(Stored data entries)
————————

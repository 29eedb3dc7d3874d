//! Domain models for ORGIAM.
//!
//! These are the core types shared across all crates.

pub mod department;
pub mod employee;
pub mod incident;
pub mod team;
//! Sync incident journal model.
//!
//! Incidents record every point where local state and the policy store
//! were left apart, with enough detail for manual reconciliation.

use chrono::{DateTime, Utc};
use serde::{Deserialize, Serialize};
use uuid::Uuid;

#[derive(Debug, Clone, Copy, Serialize, Deserialize, PartialEq, Eq)]
pub enum IncidentKind {
    PartialSync,
    CascadeIncomplete,
    HandoverIncomplete,
}

impl IncidentKind {
    pub const fn as_str(self) -> &'static str {
        match self {
            IncidentKind::PartialSync => "PartialSync",
            IncidentKind::CascadeIncomplete => "CascadeIncomplete",
            IncidentKind::HandoverIncomplete => "HandoverIncomplete",
        }
    }

    pub fn parse(s: &str) -> Option<Self> {
        match s {
            "PartialSync" => Some(IncidentKind::PartialSync),
            "CascadeIncomplete" => Some(IncidentKind::CascadeIncomplete),
            "HandoverIncomplete" => Some(IncidentKind::HandoverIncomplete),
            _ => None,
        }
    }
}

#[derive(Debug, Clone, Serialize, Deserialize)]
pub struct SyncIncident {
    pub id: Uuid,
    pub kind: IncidentKind,
    /// The employee, team or department the operation was acting on.
    pub entity_id: String,
    pub principal: Option<String>,
    pub failed: Vec<String>,
    pub detail: String,
    pub recorded_at: DateTime<Utc>,
}

#[derive(Debug, Clone, Serialize, Deserialize)]
pub struct CreateSyncIncident {
    pub kind: IncidentKind,
    pub entity_id: String,
    pub principal: Option<String>,
    pub failed: Vec<String>,
    pub detail: String,
}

————————

** WHAT IS BEING ASKED **
In the records above, some lines may contain the word "PartialSync"; copy every one of them.

** ANSWER SPACE **
    PartialSync,
            IncidentKind::PartialSync => "PartialSync",
            "PartialSync" => Some(IncidentKind::PartialSync),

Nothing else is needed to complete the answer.